In 1886, he treated 350 people, of which only one developed rabies. The treatment’s success laid the foundations for the manufacture of many other vaccines. The first of the Pasteur Institutes was also built on the basis of this achievement.

The museum
After 30 years spent at the Normal School, Louis Pasteur moved in 1888 into the apartment reserved for him within the Institute. Now the Pasteur Museum, this place is rich in the collections it preserves and the personality it evokes.

Louis Pasteur will live in this apartment during the last seven years of his life from 1888 to 1895. Some time after the death of Madame Pasteur in 1910, with the exception of the constituent furniture and a few paintings, all of the scholar’s personal belongings were transported to Versailles in the Vallery-Radot mansion.

During the commemoration of the centenary of the birth of Louis Pasteur in 1922, the delegates of the Nations and the foreign Universities visit the apartment. In the living room, flasks, flasks, microscopes that belonged to Louis Pasteur are brought together in several display cases. These objects will constitute the preliminary collection of the room of scientific memories, created 15 years later.

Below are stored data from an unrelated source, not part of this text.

use std::collections::HashMap;

use super::{ProviderError, ProviderHandle};

/// Name-indexed provider bindings.
///
/// A bound name is only replaced when the caller passes `force`, so a
/// convention-resolved provider can never shadow an explicitly registered one.
#[derive(Debug, Default, Clone)]
pub struct Registry {
    providers: HashMap<String, ProviderHandle>,
}

impl Registry {
    pub fn new() -> Self {
        Self::default()
    }

    /// Binds `name` to `handle`.
    ///
    /// Fails with [`ProviderError::Duplicate`] if `name` is already bound and
    /// `force` is false; the existing binding is left untouched.
    pub fn register(
        &mut self,
        name: impl Into<String>,
        handle: ProviderHandle,
        force: bool,
    ) -> Result<(), ProviderError> {
        let name = name.into();
        if name.is_empty() {
            return Err(ProviderError::EmptyName);
        }
        if self.providers.contains_key(&name) {
            if !force {
                return Err(ProviderError::Duplicate { name });
            }
            tracing::warn!(provider = %name, "overriding registered provider");
        } else {
            tracing::debug!(provider = %name, "registered provider");
        }
        self.providers.insert(name, handle);
        Ok(())
    }

    pub fn has(&self, name: &str) -> bool {
        self.providers.contains_key(name)
    }

    pub fn get(&self, name: &str) -> Option<&ProviderHandle> {
        self.providers.get(name)
    }

    /// Registered names, sorted.
    pub fn names(&self) -> Vec<&str> {
        let mut names: Vec<&str> = self.providers.keys().map(String::as_str).collect();
        names.sort_unstable();
        names
    }

    pub fn len(&self) -> usize {
        self.providers.len()
    }

    pub fn is_empty(&self) -> bool {
        self.providers.is_empty()
    }
}
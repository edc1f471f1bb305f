//! Manifest-backed setting source.

use std::path::{Path, PathBuf};

use toml::{Table, Value};

use super::{Setting, SettingError};

/// Manifest file looked up in the execution directory.
pub const DEFAULT_MANIFEST: &str = "Cargo.toml";

/// Dotted path of the setting table inside the manifest.
pub const DEFAULT_SETTING_TABLE: &str = "package.metadata.config";

/// Reads a [`Setting`] out of a table nested inside a TOML manifest.
#[derive(Debug, Clone)]
pub struct SettingSource {
    path: PathBuf,
    table: Vec<String>,
}

impl SettingSource {
    /// Creates a source for `table` (dotted, e.g. `package.metadata.config`)
    /// in the manifest at `path`. An empty table path selects the root table.
    pub fn new(path: impl AsRef<Path>, table: &str) -> Self {
        Self {
            path: path.as_ref().to_path_buf(),
            table: table
                .split('.')
                .filter(|part| !part.is_empty())
                .map(str::to_string)
                .collect(),
        }
    }

    pub fn path(&self) -> &Path {
        &self.path
    }

    /// Loads and validates the setting.
    ///
    /// Every provider declaration is parsed here so a malformed one fails
    /// before any provider is resolved.
    pub fn load(&self) -> Result<Setting, SettingError> {
        let manifest = load_manifest(&self.path)?;

        let value = lookup_table(&manifest, &self.table).ok_or_else(|| {
            SettingError::SettingMissing {
                path: self.path.clone(),
                table: self.table.join("."),
            }
        })?;

        let setting = value
            .try_into::<Setting>()
            .map_err(|e| SettingError::SettingInvalid {
                path: self.path.clone(),
                source: e,
            })?;

        setting.specs()?;
        tracing::debug!(
            path = %self.path.display(),
            providers = setting.providers.len(),
            "loaded setting"
        );
        Ok(setting)
    }
}

fn load_manifest(path: &Path) -> Result<Table, SettingError> {
    match std::fs::read_to_string(path) {
        Ok(contents) => toml::from_str(&contents).map_err(|e| SettingError::Parse {
            path: path.to_path_buf(),
            source: e,
        }),
        Err(e) if e.kind() == std::io::ErrorKind::NotFound => {
            Err(SettingError::ManifestNotFound(path.to_path_buf()))
        }
        Err(e) => Err(SettingError::Read {
            path: path.to_path_buf(),
            source: e,
        }),
    }
}

/// Walks `path` through nested tables. Returns `None` if any segment is absent.
fn lookup_table(root: &Table, path: &[String]) -> Option<Value> {
    let Some((first, rest)) = path.split_first() else {
        return Some(Value::Table(root.clone()));
    };

    let mut current = root.get(first)?;
    for part in rest {
        current = current.as_table()?.get(part)?;
    }
    Some(current.clone())
}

The apartment been reconstructed, only the 1st and 2nd floors are refurbished. The original layout is restored as faithfully as possible, where certain objects, testimonies of admiration or recognition, evoke the work of Louis Pasteur. On May 20, 1936, the reconstruction was completed. The apartment then becomes the Pasteur Museum. The Pasteur Museum has since then been a souvenir museum. Both a scientific museum and an art museum, it also represents a very rare example of decorative art from the end of the 19th century.

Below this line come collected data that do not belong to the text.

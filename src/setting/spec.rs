use super::SettingError;

/// A parsed `name:parameter` provider declaration.
///
/// Only the first `:` separates the name, so `"file:C:/app.toml"` keeps
/// `C:/app.toml` as the parameter. A declaration without `:` has no
/// parameter at all.
#[derive(Debug, Clone, PartialEq, Eq)]
pub struct ProviderSpec {
    pub name: String,
    pub parameter: Option<String>,
}

impl ProviderSpec {
    pub fn parse(raw: &str) -> Result<Self, SettingError> {
        let (name, parameter) = match raw.split_once(':') {
            Some((name, parameter)) => (name, Some(parameter.to_string())),
            None => (raw, None),
        };
        if name.is_empty() {
            return Err(SettingError::InvalidProviderSpec(raw.to_string()));
        }
        Ok(Self {
            name: name.to_string(),
            parameter,
        })
    }

    pub fn parameter(&self) -> Option<&str> {
        self.parameter.as_deref()
    }
}

#[cfg(test)]
mod tests {
    use super::*;

    #[test]
    fn test_parse_name_and_parameter() {
        let spec = ProviderSpec::parse("env:APP_").unwrap();
        assert_eq!(spec.name, "env");
        assert_eq!(spec.parameter(), Some("APP_"));
    }

    #[test]
    fn test_parse_without_colon_has_no_parameter() {
        let spec = ProviderSpec::parse("file").unwrap();
        assert_eq!(spec.name, "file");
        assert_eq!(spec.parameter(), None);
    }

    #[test]
    fn test_parse_splits_on_first_colon_only() {
        let spec = ProviderSpec::parse("file:C:/app.toml").unwrap();
        assert_eq!(spec.name, "file");
        assert_eq!(spec.parameter(), Some("C:/app.toml"));
    }

    #[test]
    fn test_parse_trailing_colon_is_empty_parameter() {
        let spec = ProviderSpec::parse("env:").unwrap();
        assert_eq!(spec.parameter(), Some(""));
    }

    #[test]
    fn test_parse_empty_name() {
        assert!(matches!(
            ProviderSpec::parse(":x"),
            Err(SettingError::InvalidProviderSpec(_))
        ));
        assert!(matches!(
            ProviderSpec::parse(""),
            Err(SettingError::InvalidProviderSpec(_))
        ));
    }
}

The Pasteur Museum retains an important collection linked to the memory and life of Louis Pasteur. The collection of the Pasteur museum preserves a rich iconography dedicated to Louis Pasteur and the history of Pasteur. Photographs illustrate Louis Pasteur and other scientists, but also paintings, engravings, drawings, sculptures, medals, etc.

Pasteur Institute
After developing the rabies vaccine, Pasteur proposed an institute for the vaccine. In 1887, fundraising for the Pasteur Institute began, with donations from many countries. The official statute was registered in 1887, stating that the institute’s purposes were “the treatment of rabies according to the method developed by M. Pasteur” and “the study of virulent and contagious diseases”. The institute was inaugurated on 14 November 1888. He brought together scientists with various specialties. Since 1891 the Pasteur Institute had been extended to different countries, and currently there are 32 institutes in 29 countries in various parts of the world.